**What the task asks:** Could you find each line of the data below that contains the word "filename" and copy those lines?

(Saved entries)
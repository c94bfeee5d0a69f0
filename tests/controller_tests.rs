use async_trait::async_trait;
use std::collections::VecDeque;
use std::sync::{Arc, Mutex};
use std::time::Duration;

use slack_digest::core::models::{SummaryRequest, SummaryResult};
use slack_digest::errors::{DigestError, ErrorKind};
use slack_digest::features::Summarize;
use slack_digest::lifecycle::controller::{FAILURE_TITLE, PROGRESS_TITLE, SUCCESS_TITLE};
use slack_digest::lifecycle::{Notifier, RequestController, RequestState};

type Plan = (Duration, Result<String, DigestError>);

/// Pops one planned outcome per call, sleeping for the planned delay first.
#[derive(Default)]
struct ScriptedSummarizer {
    plans: Mutex<VecDeque<Plan>>,
    calls: Mutex<usize>,
}

impl ScriptedSummarizer {
    fn with(plans: Vec<Plan>) -> Arc<Self> {
        Arc::new(Self {
            plans: Mutex::new(plans.into()),
            calls: Mutex::new(0),
        })
    }

    fn calls(&self) -> usize {
        *self.calls.lock().unwrap()
    }
}

#[async_trait]
impl Summarize for ScriptedSummarizer {
    async fn summarize(&self, _request: &SummaryRequest) -> Result<String, DigestError> {
        *self.calls.lock().unwrap() += 1;
        let (delay, outcome) = self
            .plans
            .lock()
            .unwrap()
            .pop_front()
            .unwrap_or((Duration::ZERO, Ok("default".to_string())));
        tokio::time::sleep(delay).await;
        outcome
    }
}

#[derive(Debug, Clone, PartialEq)]
enum Event {
    Progress(String),
    Success(String, String),
    Error(String, String),
    Rendered(Option<SummaryResult>),
}

#[derive(Default)]
struct RecordingNotifier {
    events: Mutex<Vec<Event>>,
}

impl RecordingNotifier {
    fn events(&self) -> Vec<Event> {
        self.events.lock().unwrap().clone()
    }
}

impl Notifier for RecordingNotifier {
    fn show_progress(&self, title: &str) {
        self.events.lock().unwrap().push(Event::Progress(title.to_string()));
    }

    fn show_success(&self, title: &str, message: &str) {
        self.events
            .lock()
            .unwrap()
            .push(Event::Success(title.to_string(), message.to_string()));
    }

    fn show_error(&self, title: &str, message: &str) {
        self.events
            .lock()
            .unwrap()
            .push(Event::Error(title.to_string(), message.to_string()));
    }

    fn render_result(&self, result: Option<&SummaryResult>) {
        self.events.lock().unwrap().push(Event::Rendered(result.cloned()));
    }
}

fn channel_request() -> SummaryRequest {
    SummaryRequest::channel("general", Some(7), None)
}

#[tokio::test]
async fn success_walks_loading_then_success() {
    let summarizer = ScriptedSummarizer::with(vec![(Duration::ZERO, Ok("- done".to_string()))]);
    let notifier = Arc::new(RecordingNotifier::default());
    let controller = RequestController::new(summarizer, notifier.clone());

    assert_eq!(controller.state(), RequestState::Idle);
    let handle = controller.submit(channel_request());
    assert!(controller.state().is_loading());
    assert_eq!(controller.result(), None);

    handle.await.unwrap();
    assert!(matches!(controller.state(), RequestState::Success { ref text, .. } if text == "- done"));

    assert_eq!(
        notifier.events(),
        vec![
            Event::Progress(PROGRESS_TITLE.to_string()),
            Event::Rendered(None),
            Event::Success(
                SUCCESS_TITLE.to_string(),
                "Summary for #general generated successfully.".to_string()
            ),
            Event::Rendered(Some(SummaryResult::Summary("- done".to_string()))),
        ]
    );
}

#[tokio::test]
async fn failure_records_kind_and_notifies_error() {
    let summarizer = ScriptedSummarizer::with(vec![(
        Duration::ZERO,
        Err(DigestError::NoSuchChannel("genral".to_string())),
    )]);
    let notifier = Arc::new(RecordingNotifier::default());
    let controller = RequestController::new(summarizer, notifier.clone());

    let state = controller
        .submit_and_wait(SummaryRequest::channel("genral", None, None))
        .await;

    match state {
        RequestState::Failure { kind, message, .. } => {
            assert_eq!(kind, ErrorKind::NoSuchChannel);
            assert_eq!(message, "No such channel: genral");
        }
        other => panic!("expected failure, got {other:?}"),
    }
    assert!(notifier.events().contains(&Event::Error(
        FAILURE_TITLE.to_string(),
        "No such channel: genral".to_string()
    )));
}

#[tokio::test]
async fn regenerate_before_submit_does_nothing() {
    let summarizer = ScriptedSummarizer::with(vec![]);
    let notifier = Arc::new(RecordingNotifier::default());
    let controller = RequestController::new(summarizer.clone(), notifier.clone());

    assert!(controller.regenerate().is_none());
    assert_eq!(controller.regenerate_and_wait().await, RequestState::Idle);
    assert_eq!(summarizer.calls(), 0);
    assert!(notifier.events().is_empty());
}

#[tokio::test]
async fn regenerate_after_failure_reaches_success() {
    let summarizer = ScriptedSummarizer::with(vec![
        (
            Duration::ZERO,
            Err(DigestError::CompletionFailure("rate limited".to_string())),
        ),
        (Duration::ZERO, Ok("- recovered".to_string())),
    ]);
    let notifier = Arc::new(RecordingNotifier::default());
    let controller = RequestController::new(summarizer.clone(), notifier);

    let first = controller.submit_and_wait(channel_request()).await;
    assert!(matches!(first, RequestState::Failure { .. }));

    let second = controller.regenerate_and_wait().await;
    assert!(matches!(second, RequestState::Success { ref text, .. } if text == "- recovered"));
    assert_eq!(summarizer.calls(), 2);
    assert_eq!(controller.request(), Some(channel_request()));
}

#[tokio::test]
async fn each_start_gets_a_new_request_id() {
    let summarizer = ScriptedSummarizer::with(vec![
        (Duration::ZERO, Ok("one".to_string())),
        (Duration::ZERO, Ok("two".to_string())),
    ]);
    let controller =
        RequestController::new(summarizer, Arc::new(RecordingNotifier::default()));

    let first = controller.submit_and_wait(channel_request()).await;
    let second = controller.regenerate_and_wait().await;

    let id = |state: &RequestState| match state {
        RequestState::Success { request_id, .. } => *request_id,
        other => panic!("expected success, got {other:?}"),
    };
    assert_ne!(id(&first), id(&second));
}

#[tokio::test(start_paused = true)]
async fn late_result_of_superseded_request_is_discarded() {
    let summarizer = ScriptedSummarizer::with(vec![
        (Duration::from_millis(500), Ok("stale A".to_string())),
        (Duration::from_millis(10), Ok("fresh B".to_string())),
    ]);
    let notifier = Arc::new(RecordingNotifier::default());
    let controller = RequestController::new(summarizer.clone(), notifier.clone());

    let a = controller.submit(channel_request());
    // Let A start and take its plan before B is issued.
    tokio::task::yield_now().await;
    let b = controller.regenerate().expect("regenerate while loading");

    b.await.unwrap();
    assert!(matches!(controller.state(), RequestState::Success { ref text, .. } if text == "fresh B"));

    a.await.unwrap();
    assert!(matches!(controller.state(), RequestState::Success { ref text, .. } if text == "fresh B"));
    assert_eq!(summarizer.calls(), 2);

    let successes = notifier
        .events()
        .into_iter()
        .filter(|e| matches!(e, Event::Success(..)))
        .count();
    assert_eq!(successes, 1, "only the active request notifies");
}

#[tokio::test(start_paused = true)]
async fn late_failure_does_not_overwrite_newer_success() {
    let summarizer = ScriptedSummarizer::with(vec![
        (
            Duration::from_millis(500),
            Err(DigestError::ChannelFetchFailure("timeout".to_string())),
        ),
        (Duration::from_millis(10), Ok("fresh".to_string())),
    ]);
    let notifier = Arc::new(RecordingNotifier::default());
    let controller = RequestController::new(summarizer, notifier.clone());

    let a = controller.submit(SummaryRequest::channel("alpha", None, None));
    tokio::task::yield_now().await;
    let b = controller.submit(SummaryRequest::channel("beta", None, None));

    b.await.unwrap();
    a.await.unwrap();

    assert!(matches!(controller.state(), RequestState::Success { ref text, .. } if text == "fresh"));
    assert_eq!(controller.request().map(|r| r.target), Some("beta".to_string()));
    assert!(
        !notifier
            .events()
            .iter()
            .any(|e| matches!(e, Event::Error(..)))
    );
}
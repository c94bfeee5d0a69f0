pub mod deliver;
pub mod summarize;

pub use summarize::{Summarize, Summarizer};
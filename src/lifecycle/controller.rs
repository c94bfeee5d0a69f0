//! Asynchronous request lifecycle.
//!
//! `Idle → Loading → {Success, Failure}`, and back to `Loading` on regenerate.
//! Each start gets a fresh request id; a result is only applied while the
//! state is still `Loading` with that id, so a superseded request that
//! resolves late is dropped instead of overwriting the newer result.
//! Superseded calls are not aborted.

use std::sync::{Arc, Mutex, MutexGuard, PoisonError};
use tokio::task::JoinHandle;
use tracing::{debug, error, info};
use uuid::Uuid;

use super::Notifier;
use crate::core::models::{SummaryRequest, SummaryResult};
use crate::errors::ErrorKind;
use crate::features::summarize::Summarize;

pub const PROGRESS_TITLE: &str = "Generating summary...";
pub const SUCCESS_TITLE: &str = "Completed";
pub const FAILURE_TITLE: &str = "Couldn't generate summary";

#[derive(Debug, Clone, PartialEq, Eq)]
pub enum RequestState {
    Idle,
    Loading {
        request_id: Uuid,
    },
    Success {
        request_id: Uuid,
        text: String,
    },
    Failure {
        request_id: Uuid,
        kind: ErrorKind,
        message: String,
    },
}

impl RequestState {
    #[must_use]
    pub fn is_loading(&self) -> bool {
        matches!(self, RequestState::Loading { .. })
    }

    #[must_use]
    pub fn result(&self) -> Option<SummaryResult> {
        match self {
            RequestState::Success { text, .. } => Some(SummaryResult::Summary(text.clone())),
            RequestState::Failure { kind, message, .. } => Some(SummaryResult::Failed {
                kind: *kind,
                message: message.clone(),
            }),
            RequestState::Idle | RequestState::Loading { .. } => None,
        }
    }
}

struct Inner {
    state: RequestState,
    request: Option<SummaryRequest>,
}

fn lock(inner: &Mutex<Inner>) -> MutexGuard<'_, Inner> {
    inner.lock().unwrap_or_else(PoisonError::into_inner)
}

pub struct RequestController<S> {
    summarizer: Arc<S>,
    notifier: Arc<dyn Notifier>,
    inner: Arc<Mutex<Inner>>,
}

impl<S: Summarize + 'static> RequestController<S> {
    pub fn new(summarizer: Arc<S>, notifier: Arc<dyn Notifier>) -> Self {
        Self {
            summarizer,
            notifier,
            inner: Arc::new(Mutex::new(Inner {
                state: RequestState::Idle,
                request: None,
            })),
        }
    }

    #[must_use]
    pub fn state(&self) -> RequestState {
        lock(&self.inner).state.clone()
    }

    #[must_use]
    pub fn result(&self) -> Option<SummaryResult> {
        lock(&self.inner).state.result()
    }

    #[must_use]
    pub fn request(&self) -> Option<SummaryRequest> {
        lock(&self.inner).request.clone()
    }

    /// Starts summarizing `request`, superseding whatever was active.
    pub fn submit(&self, request: SummaryRequest) -> JoinHandle<()> {
        self.start(request)
    }

    /// Re-runs the current request. Returns `None` when nothing was ever submitted.
    pub fn regenerate(&self) -> Option<JoinHandle<()>> {
        let request = {
            let inner = lock(&self.inner);
            if matches!(inner.state, RequestState::Idle) {
                return None;
            }
            inner.request.clone()?
        };
        info!("Regenerating summary for {}", request.display_target());
        Some(self.start(request))
    }

    /// Submits and waits for this request to settle.
    pub async fn submit_and_wait(&self, request: SummaryRequest) -> RequestState {
        let handle = self.submit(request);
        self.settle(handle).await
    }

    /// Regenerates and waits. Stays `Idle` if nothing was submitted.
    pub async fn regenerate_and_wait(&self) -> RequestState {
        match self.regenerate() {
            Some(handle) => self.settle(handle).await,
            None => self.state(),
        }
    }

    async fn settle(&self, handle: JoinHandle<()>) -> RequestState {
        if let Err(e) = handle.await {
            error!("Summary task failed to complete: {}", e);
        }
        self.state()
    }

    fn start(&self, request: SummaryRequest) -> JoinHandle<()> {
        let request_id = Uuid::new_v4();
        {
            let mut inner = lock(&self.inner);
            if let RequestState::Loading { request_id: previous } = inner.state {
                debug!("Request {} superseded by {}", previous, request_id);
            }
            inner.state = RequestState::Loading { request_id };
            inner.request = Some(request.clone());
        }
        self.notifier.show_progress(PROGRESS_TITLE);
        self.notifier.render_result(None);

        let summarizer = Arc::clone(&self.summarizer);
        let notifier = Arc::clone(&self.notifier);
        let inner = Arc::clone(&self.inner);

        tokio::spawn(async move {
            let outcome = summarizer.summarize(&request).await;

            let result = {
                let mut guard = lock(&inner);
                let still_active = matches!(
                    guard.state,
                    RequestState::Loading { request_id: active } if active == request_id
                );
                if !still_active {
                    debug!("Discarding result of superseded request {}", request_id);
                    return;
                }
                guard.state = match &outcome {
                    Ok(text) => RequestState::Success {
                        request_id,
                        text: text.clone(),
                    },
                    Err(e) => RequestState::Failure {
                        request_id,
                        kind: e.kind(),
                        message: e.to_string(),
                    },
                };
                guard.state.result()
            };

            match &outcome {
                Ok(_) => notifier.show_success(
                    SUCCESS_TITLE,
                    &format!(
                        "Summary for {} generated successfully.",
                        request.display_target()
                    ),
                ),
                Err(e) => {
                    error!("Failed to generate summary: {}", e);
                    notifier.show_error(FAILURE_TITLE, &e.to_string());
                }
            }
            notifier.render_result(result.as_ref());
        })
    }
}
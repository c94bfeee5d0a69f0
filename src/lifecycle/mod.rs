//! Request lifecycle: loading/success/failure state, notifications, and the
//! channel list cache.

pub mod channel_cache;
pub mod controller;

use crate::core::models::SummaryResult;

pub use channel_cache::ChannelCache;
pub use controller::{RequestController, RequestState};

/// Presentation host capability. Implemented by the terminal front end and by test recorders.
pub trait Notifier: Send + Sync {
    fn show_progress(&self, title: &str);
    fn show_success(&self, title: &str, message: &str);
    fn show_error(&self, title: &str, message: &str);
    /// `None` while a request is loading.
    fn render_result(&self, result: Option<&SummaryResult>);
}
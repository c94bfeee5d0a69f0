use slack_morphism::SlackHistoryMessage;
use slack_morphism::events::SlackMessageEventType;

/// Retains only messages that carry conversation content: authored by a user,
/// not a join/leave/edit/delete event, and with non-blank text.
#[must_use]
pub fn filter_content_messages(messages: Vec<SlackHistoryMessage>) -> Vec<SlackHistoryMessage> {
    messages
        .into_iter()
        .filter(|msg| {
            let is_user_message = msg.sender.user.is_some();
            let is_noise_event = match &msg.subtype {
                Some(subtype) => matches!(
                    subtype,
                    SlackMessageEventType::ChannelJoin
                        | SlackMessageEventType::ChannelLeave
                        | SlackMessageEventType::MessageChanged
                        | SlackMessageEventType::MessageDeleted
                ),
                None => false,
            };
            let has_text = msg
                .content
                .text
                .as_deref()
                .is_some_and(|text| !text.trim().is_empty());

            is_user_message && !is_noise_event && has_text
        })
        .collect()
}
use arboard::Clipboard;
use tracing::debug;

use crate::errors::DigestError;
use crate::slack::thread_ref::is_thread_link;

/// System clipboard access, abstracted so commands can be tested without a display.
pub trait ClipboardAccess {
    fn read_text(&mut self) -> Option<String>;

    /// # Errors
    ///
    /// Returns `ClipboardError` if the clipboard rejects the write.
    fn write_text(&mut self, text: &str) -> Result<(), DigestError>;
}

/// Arboard-based clipboard implementation.
pub struct ArboardClipboard {
    clipboard: Clipboard,
}

impl ArboardClipboard {
    /// # Errors
    ///
    /// Returns `ClipboardError` when no clipboard is available (e.g. headless sessions).
    pub fn new() -> Result<Self, DigestError> {
        let clipboard = Clipboard::new().map_err(|e| DigestError::ClipboardError(e.to_string()))?;
        Ok(Self { clipboard })
    }
}

impl ClipboardAccess for ArboardClipboard {
    fn read_text(&mut self) -> Option<String> {
        match self.clipboard.get_text() {
            Ok(text) => Some(text),
            Err(e) => {
                debug!("Clipboard read failed: {}", e);
                None
            }
        }
    }

    fn write_text(&mut self, text: &str) -> Result<(), DigestError> {
        self.clipboard
            .set_text(text)
            .map_err(|e| DigestError::ClipboardError(e.to_string()))
    }
}

/// Reads the clipboard once and returns its trimmed content if it is a thread link.
pub fn detect_thread_link(clipboard: &mut dyn ClipboardAccess) -> Option<String> {
    clipboard
        .read_text()
        .map(|text| text.trim().to_string())
        .filter(|text| is_thread_link(text))
}
//! All AI/LLM functionality

pub mod client;
pub mod prompt_builder;

// Re-export main types for convenience
pub use client::{Complete, LlmClient, NO_SUMMARY_PLACEHOLDER, estimate_tokens};
//! All Slack-specific functionality

pub mod client;
pub mod thread_ref;

use async_trait::async_trait;

use crate::core::models::{Channel, Message, ThreadReference};
use crate::errors::DigestError;

// Re-export main types for convenience
pub use client::SlackClient;
pub use thread_ref::{is_thread_link, parse_thread_reference};

/// Read access to the messaging platform.
#[async_trait]
pub trait MessageSource: Send + Sync {
    /// Channels visible to the authenticated account, in platform order.
    ///
    /// # Errors
    ///
    /// Returns `AuthFailure` or `ChannelFetchFailure`.
    async fn list_channels(&self) -> Result<Vec<Channel>, DigestError>;

    /// Content messages posted within the last `since_days` days, oldest first.
    /// An empty window is `Ok(vec![])`.
    ///
    /// # Errors
    ///
    /// Returns `NoSuchChannel` if the name does not resolve, otherwise
    /// `AuthFailure` or `ChannelFetchFailure`.
    async fn fetch_channel_messages(
        &self,
        channel_name: &str,
        since_days: i64,
    ) -> Result<Vec<Message>, DigestError>;

    /// The root message and all replies, oldest first.
    ///
    /// # Errors
    ///
    /// Returns `AuthFailure` or `ThreadFetchFailure`.
    async fn fetch_thread(&self, reference: &ThreadReference) -> Result<Vec<Message>, DigestError>;

    /// Parses a thread link or identifier, then fetches the thread.
    ///
    /// # Errors
    ///
    /// Returns `InvalidReferenceKind` for unrecognized input, otherwise as
    /// [`MessageSource::fetch_thread`].
    async fn fetch_thread_by_link(&self, thread_url_or_id: &str) -> Result<Vec<Message>, DigestError> {
        let reference = parse_thread_reference(thread_url_or_id)?;
        self.fetch_thread(&reference).await
    }
}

**Your response:**
filename tests/controller_tests.rs
filename src/lifecycle/controller.rs
filename src/lifecycle/mod.rs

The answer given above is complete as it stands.